2. The Supreme Court of Canada in Carter used the terms physician-assisted dying and physician-assisted death.
These terms refer to both of the following:
a. Voluntary euthanasia, or physician-administered assistance in dying:
The physician takes the final act that will end the individual's life via, usually, the intravenous administration of a lethal substance, at the request and with the consent of a patient
b. Assisted suicide, or physician-prescribed, self-administered assistance in dying:
An individual performs the final act to end their life by, usually, ingesting a lethal substance prescribed or provided by the physician, at the request and with the consent of the patient.
3. Other commonly used terms are hastened death, physician-administered hastened death and physician-prescribed, patient-administered hastened death.
a.
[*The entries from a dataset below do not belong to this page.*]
//! Systems the controllers call out to but don't own.

use std::sync::Arc;

use orbit_core::{
    ApplicationId, ApplicationPackage, Clock, CloudAccount, DeploymentId, InstanceId, Tags,
    TenantName, Version, ZoneId,
};
use orbit_routing::{LoadBalancer, PreparedEndpoints};
use orbit_state::{Application, QuotaUsage};

use crate::error::ControllerResult;
use crate::tenant::TenantSpec;

/// Who is making a request.
#[derive(Debug, Clone, PartialEq, Eq)]
pub struct Credentials {
    pub user: String,
}

impl Credentials {
    pub fn of(user: impl Into<String>) -> Self {
        Self { user: user.into() }
    }
}

/// Authorization gate for tenant and application changes. Implementations
/// fail with [`Unauthorized`](crate::ControllerError::Unauthorized).
pub trait AccessControl: Send + Sync {
    fn create_tenant(&self, spec: &TenantSpec, credentials: &Credentials) -> ControllerResult<()>;

    fn update_tenant(&self, spec: &TenantSpec, credentials: &Credentials) -> ControllerResult<()>;

    fn delete_tenant(&self, tenant: &TenantName, credentials: &Credentials) -> ControllerResult<()>;

    fn create_application(
        &self,
        id: &ApplicationId,
        credentials: &Credentials,
    ) -> ControllerResult<()>;

    fn delete_application(
        &self,
        id: &ApplicationId,
        credentials: &Credentials,
    ) -> ControllerResult<()>;
}

/// Everything the deployer needs to activate a package in a zone.
#[derive(Debug)]
pub struct DeploymentRequest<'a> {
    pub instance: &'a InstanceId,
    pub tags: &'a Tags,
    pub zone: &'a ZoneId,
    pub package: &'a ApplicationPackage,
    pub platform: &'a Version,
    pub endpoints: &'a PreparedEndpoints,
    pub cloud_account: &'a CloudAccount,
    pub dry_run: bool,
}

/// What came back from a successful deployment.
#[derive(Debug, Clone, PartialEq, Default)]
pub struct DeploymentResult {
    /// Warnings about the package, shown to the tenant.
    pub warnings: Vec<String>,
    pub quota: QuotaUsage,
}

/// The external orchestration that runs deployments. Calls may block for a
/// long time; they are never made while an application lock is held.
pub trait Deployer: Send + Sync {
    fn deploy(&self, request: DeploymentRequest<'_>) -> ControllerResult<DeploymentResult>;

    fn deactivate(&self, deployment: &DeploymentId) -> ControllerResult<()>;

    /// Load balancers currently provisioned for the deployment.
    fn load_balancers(&self, deployment: &DeploymentId) -> Vec<LoadBalancer>;
}

/// Checks a package against the application it is submitted to. Errors are
/// surfaced to the caller unchanged.
pub trait PackageValidator: Send + Sync {
    fn validate(
        &self,
        application: &Application,
        package: &ApplicationPackage,
        now: u64,
    ) -> ControllerResult<()>;
}

/// The external collaborators of an [`ApplicationController`](crate::ApplicationController).
#[derive(Clone)]
pub struct Collaborators {
    pub deployer: Arc<dyn Deployer>,
    pub access_control: Arc<dyn AccessControl>,
    pub package_validator: Arc<dyn PackageValidator>,
    pub clock: Arc<dyn Clock>,
}
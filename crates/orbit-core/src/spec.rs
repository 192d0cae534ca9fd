//! The declarative deployment spec and its companions.
//!
//! A `DeploymentSpec` says which instances exist, which zones each instance
//! deploys to and which global or application endpoints are wanted. The
//! `ServicesSpec` lists the container clusters of the package, and
//! `ValidationOverrides` carries time-limited permissions for otherwise
//! rejected changes.

use std::collections::{BTreeSet, HashSet};
use std::fmt;

use serde::{Deserialize, Serialize};

use crate::error::{CoreError, CoreResult};
use crate::ids::{ClusterId, EndpointId, InstanceName};
use crate::routing::AuthMethod;
use crate::zone::{CloudAccount, Environment, RegionName};

/// How eagerly an application follows new platform versions, most eager first.
#[derive(Debug, Clone, Copy, PartialEq, Eq, PartialOrd, Ord, Default, Serialize, Deserialize)]
#[serde(rename_all = "snake_case")]
pub enum UpgradePolicy {
    Canary,
    #[default]
    Default,
    Conservative,
}

/// Free-form labels attached to an instance.
#[derive(Debug, Clone, PartialEq, Eq, Default, Serialize, Deserialize)]
#[serde(transparent)]
pub struct Tags(BTreeSet<String>);

impl Tags {
    pub fn empty() -> Self {
        Self::default()
    }

    /// Parse a whitespace separated tag list.
    pub fn parse(value: &str) -> Self {
        Self(value.split_whitespace().map(str::to_string).collect())
    }

    pub fn contains(&self, tag: &str) -> bool {
        self.0.contains(tag)
    }

    pub fn is_empty(&self) -> bool {
        self.0.is_empty()
    }
}

impl fmt::Display for Tags {
    fn fmt(&self, f: &mut fmt::Formatter<'_>) -> fmt::Result {
        let tags: Vec<&str> = self.0.iter().map(String::as_str).collect();
        f.write_str(&tags.join(" "))
    }
}

/// A zone an instance deploys to.
#[derive(Debug, Clone, PartialEq, Eq, Serialize, Deserialize)]
pub struct DeclaredZone {
    pub environment: Environment,
    /// Absent for the test environments, which are region-agnostic.
    #[serde(default)]
    pub region: Option<RegionName>,
    /// Whether the zone receives traffic through global endpoints.
    #[serde(default = "default_true")]
    pub active: bool,
    #[serde(default)]
    pub cloud_account: Option<CloudAccount>,
}

fn default_true() -> bool {
    true
}

impl DeclaredZone {
    pub fn prod(region: RegionName) -> Self {
        Self {
            environment: Environment::Prod,
            region: Some(region),
            active: true,
            cloud_account: None,
        }
    }

    pub fn matches(&self, environment: Environment, region: Option<&RegionName>) -> bool {
        self.environment == environment
            && match (region, &self.region) {
                (Some(wanted), Some(declared)) => wanted == declared,
                (None, _) => true,
                (Some(_), None) => false,
            }
    }
}

/// Scope of a declared endpoint.
#[derive(Debug, Clone, Copy, PartialEq, Eq, Serialize, Deserialize)]
#[serde(rename_all = "snake_case")]
pub enum EndpointLevel {
    /// A global endpoint of one instance, across its regions.
    Instance,
    /// An endpoint spanning instances of the application.
    Application,
}

/// One weighted target of a declared endpoint.
#[derive(Debug, Clone, PartialEq, Eq, Serialize, Deserialize)]
pub struct EndpointTarget {
    pub region: RegionName,
    pub instance: InstanceName,
    #[serde(default = "default_weight")]
    pub weight: u32,
}

fn default_weight() -> u32 {
    1
}

/// A declared global or application endpoint.
#[derive(Debug, Clone, PartialEq, Eq, Serialize, Deserialize)]
pub struct EndpointSpec {
    pub endpoint_id: EndpointId,
    pub container_id: ClusterId,
    pub level: EndpointLevel,
    pub targets: Vec<EndpointTarget>,
}

impl EndpointSpec {
    /// An instance-level endpoint of `instance` targeting `regions`.
    pub fn instance_level(
        endpoint_id: EndpointId,
        container_id: ClusterId,
        instance: &InstanceName,
        regions: &[RegionName],
    ) -> Self {
        Self {
            endpoint_id,
            container_id,
            level: EndpointLevel::Instance,
            targets: regions
                .iter()
                .map(|region| EndpointTarget {
                    region: region.clone(),
                    instance: instance.clone(),
                    weight: 1,
                })
                .collect(),
        }
    }

    pub fn application_level(
        endpoint_id: EndpointId,
        container_id: ClusterId,
        targets: Vec<EndpointTarget>,
    ) -> Self {
        Self {
            endpoint_id,
            container_id,
            level: EndpointLevel::Application,
            targets,
        }
    }

    /// Distinct target regions, in declaration order.
    pub fn regions(&self) -> Vec<RegionName> {
        let mut seen = HashSet::new();
        self.targets
            .iter()
            .filter(|t| seen.insert(t.region.clone()))
            .map(|t| t.region.clone())
            .collect()
    }
}

/// Deployment declarations for one instance.
#[derive(Debug, Clone, PartialEq, Eq, Serialize, Deserialize)]
pub struct InstanceSpec {
    pub name: InstanceName,
    #[serde(default)]
    pub tags: Tags,
    #[serde(default)]
    pub upgrade_policy: UpgradePolicy,
    #[serde(default)]
    pub zones: Vec<DeclaredZone>,
    #[serde(default)]
    pub endpoints: Vec<EndpointSpec>,
}

impl InstanceSpec {
    pub fn new(name: InstanceName) -> Self {
        Self {
            name,
            tags: Tags::empty(),
            upgrade_policy: UpgradePolicy::Default,
            zones: Vec::new(),
            endpoints: Vec::new(),
        }
    }

    pub fn with_tags(mut self, tags: Tags) -> Self {
        self.tags = tags;
        self
    }

    pub fn with_upgrade_policy(mut self, policy: UpgradePolicy) -> Self {
        self.upgrade_policy = policy;
        self
    }

    pub fn with_zone(mut self, zone: DeclaredZone) -> Self {
        self.zones.push(zone);
        self
    }

    pub fn with_prod_regions(mut self, regions: &[RegionName]) -> Self {
        self.zones
            .extend(regions.iter().cloned().map(DeclaredZone::prod));
        self
    }

    /// Add a global endpoint over `regions`, or over every production region
    /// when `regions` is empty.
    pub fn with_endpoint(mut self, id: EndpointId, container: ClusterId, regions: &[RegionName]) -> Self {
        let regions = if regions.is_empty() {
            self.prod_regions()
        } else {
            regions.to_vec()
        };
        let endpoint = EndpointSpec::instance_level(id, container, &self.name, &regions);
        self.endpoints.push(endpoint);
        self
    }

    /// Whether this instance has any zone in `environment`.
    pub fn concerns(&self, environment: Environment) -> bool {
        self.zones.iter().any(|z| z.environment == environment)
    }

    /// Whether this instance deploys to the given zone. Test environments are
    /// implied by any production zone.
    pub fn deploys_to(&self, environment: Environment, region: Option<&RegionName>) -> bool {
        if environment.is_test() && self.concerns(Environment::Prod) {
            return true;
        }
        self.zones.iter().any(|z| z.matches(environment, region))
    }

    pub fn prod_regions(&self) -> Vec<RegionName> {
        self.zones
            .iter()
            .filter(|z| z.environment.is_production())
            .filter_map(|z| z.region.clone())
            .collect()
    }

    pub fn cloud_account(&self, environment: Environment, region: &RegionName) -> Option<CloudAccount> {
        self.zones
            .iter()
            .find(|z| z.matches(environment, Some(region)))
            .and_then(|z| z.cloud_account.clone())
    }
}

#[derive(Deserialize)]
struct RawDeploymentSpec {
    #[serde(default)]
    instances: Vec<InstanceSpec>,
    #[serde(default)]
    endpoints: Vec<EndpointSpec>,
    #[serde(default)]
    major_version: Option<u64>,
}

impl TryFrom<RawDeploymentSpec> for DeploymentSpec {
    type Error = CoreError;

    fn try_from(raw: RawDeploymentSpec) -> CoreResult<Self> {
        DeploymentSpec::new(raw.instances, raw.endpoints, raw.major_version)
    }
}

/// Which instances deploy where, and what endpoints they expose.
#[derive(Debug, Clone, PartialEq, Eq, Default, Serialize, Deserialize)]
#[serde(try_from = "RawDeploymentSpec")]
pub struct DeploymentSpec {
    instances: Vec<InstanceSpec>,
    /// Application-level endpoints.
    endpoints: Vec<EndpointSpec>,
    major_version: Option<u64>,
}

impl DeploymentSpec {
    pub fn new(
        instances: Vec<InstanceSpec>,
        endpoints: Vec<EndpointSpec>,
        major_version: Option<u64>,
    ) -> CoreResult<Self> {
        let mut names = HashSet::new();
        for instance in &instances {
            if !names.insert(instance.name.clone()) {
                return Err(CoreError::DuplicateInstance(instance.name.to_string()));
            }
        }
        Ok(Self {
            instances,
            endpoints,
            major_version,
        })
    }

    pub fn empty() -> Self {
        Self::default()
    }

    pub fn is_empty(&self) -> bool {
        self.instances.is_empty() && self.endpoints.is_empty()
    }

    pub fn instances(&self) -> &[InstanceSpec] {
        &self.instances
    }

    pub fn instance(&self, name: &InstanceName) -> Option<&InstanceSpec> {
        self.instances.iter().find(|i| &i.name == name)
    }

    pub fn instance_names(&self) -> Vec<InstanceName> {
        self.instances.iter().map(|i| i.name.clone()).collect()
    }

    pub fn endpoints(&self) -> &[EndpointSpec] {
        &self.endpoints
    }

    pub fn major_version(&self) -> Option<u64> {
        self.major_version
    }

    /// The most conservative upgrade policy of any instance, or the default.
    pub fn effective_upgrade_policy(&self) -> UpgradePolicy {
        self.instances
            .iter()
            .map(|i| i.upgrade_policy)
            .max()
            .unwrap_or_default()
    }
}

/// A container cluster declared by the package.
#[derive(Debug, Clone, PartialEq, Eq, Serialize, Deserialize)]
pub struct ContainerSpec {
    pub id: ClusterId,
    #[serde(default = "default_auth_methods")]
    pub auth_methods: BTreeSet<AuthMethod>,
}

fn default_auth_methods() -> BTreeSet<AuthMethod> {
    BTreeSet::from([AuthMethod::Mtls])
}

impl ContainerSpec {
    pub fn new(id: ClusterId) -> Self {
        Self {
            id,
            auth_methods: default_auth_methods(),
        }
    }

    pub fn with_token(mut self) -> Self {
        self.auth_methods.insert(AuthMethod::Token);
        self
    }

    pub fn supports(&self, method: AuthMethod) -> bool {
        self.auth_methods.contains(&method)
    }
}

/// The container clusters of an application package.
#[derive(Debug, Clone, PartialEq, Eq, Default, Serialize, Deserialize)]
pub struct ServicesSpec {
    pub containers: Vec<ContainerSpec>,
}

impl ServicesSpec {
    pub fn with_containers(containers: Vec<ContainerSpec>) -> Self {
        Self { containers }
    }
}

/// Changes that are rejected unless explicitly allowed.
#[derive(Debug, Clone, Copy, PartialEq, Eq, Hash, Serialize, Deserialize)]
#[serde(rename_all = "kebab-case")]
pub enum ValidationId {
    DeploymentRemoval,
    GlobalEndpointChange,
    CertificateRemoval,
}

impl ValidationId {
    pub fn as_str(self) -> &'static str {
        match self {
            ValidationId::DeploymentRemoval => "deployment-removal",
            ValidationId::GlobalEndpointChange => "global-endpoint-change",
            ValidationId::CertificateRemoval => "certificate-removal",
        }
    }
}

impl fmt::Display for ValidationId {
    fn fmt(&self, f: &mut fmt::Formatter<'_>) -> fmt::Result {
        f.write_str(self.as_str())
    }
}

/// A permission for `id` that expires at `until` (epoch seconds).
#[derive(Debug, Clone, PartialEq, Eq, Serialize, Deserialize)]
pub struct ValidationOverride {
    pub id: ValidationId,
    pub until: u64,
}

#[derive(Debug, Clone, PartialEq, Eq, Default, Serialize, Deserialize)]
pub struct ValidationOverrides {
    pub overrides: Vec<ValidationOverride>,
}

impl ValidationOverrides {
    pub fn empty() -> Self {
        Self::default()
    }

    pub fn allowing(id: ValidationId, until: u64) -> Self {
        Self {
            overrides: vec![ValidationOverride { id, until }],
        }
    }

    pub fn allows(&self, id: ValidationId, now: u64) -> bool {
        self.overrides.iter().any(|o| o.id == id && now < o.until)
    }

    /// The hint appended to rejections so operators can self-correct.
    pub fn allow_message(id: ValidationId) -> String {
        format!(
            "To allow this add an `allow` override for '{id}' to the validation overrides of the package"
        )
    }
}
//! Error types for parsing and validating core values.

use thiserror::Error;

/// Result type alias for core value construction.
pub type CoreResult<T> = Result<T, CoreError>;

/// Errors raised when a core value cannot be parsed or is invalid.
#[derive(Debug, Error, Clone, PartialEq, Eq)]
pub enum CoreError {
    #[error("invalid {kind} '{value}': {reason}")]
    InvalidName {
        kind: &'static str,
        value: String,
        reason: String,
    },

    #[error("invalid version '{0}'")]
    InvalidVersion(String),

    #[error("invalid zone '{0}'")]
    InvalidZone(String),

    #[error("invalid identifier '{0}'")]
    InvalidId(String),

    #[error("instance '{0}' is declared more than once")]
    DuplicateInstance(String),
}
These terms are proposed to make a clear distinction between palliative care and other practices that hasten or bring about death, such as through the legitimate removal of life-sustaining interventions or via the provision or administration of chemicals.
4. Medical aid in dying has a distinct technical and legal meaning within Quebec, described in Bill 52, and is limited to physicians administering the lethal substance at the request of the individual.
WHAT IT DOES NOT ENCOMPASS
1. Palliative care is an integrated approach that aims to relieve suffering and improve the quality of life of those facing life-limiting acute or chronic conditions by means of early identification, assessment and treatment of pain and other symptoms.
2. Continuous palliative sedation therapy1 refers to complete sedation, with the intent of rendering the patient unable to experience the environment, sensation or thoughts, until the patient dies naturally from the underlying illness.
3. Withdrawing or withholding treatment or treatment cessation refers to withdrawing or withholding life-prolonging treatment where it is no longer indicated or desired.
4. Voluntary refusal of hydration and nutrition is the conscious and active choice to refuse and to discontinue food and fluid, orally or parenterally, with the intention of hastening death.
Approved by the CMA Board of Directors May 2017
1 Consensus statement on continuous palliative sedation therapy: www.chpca.net/media/343120/final_cpst_framework.pdf.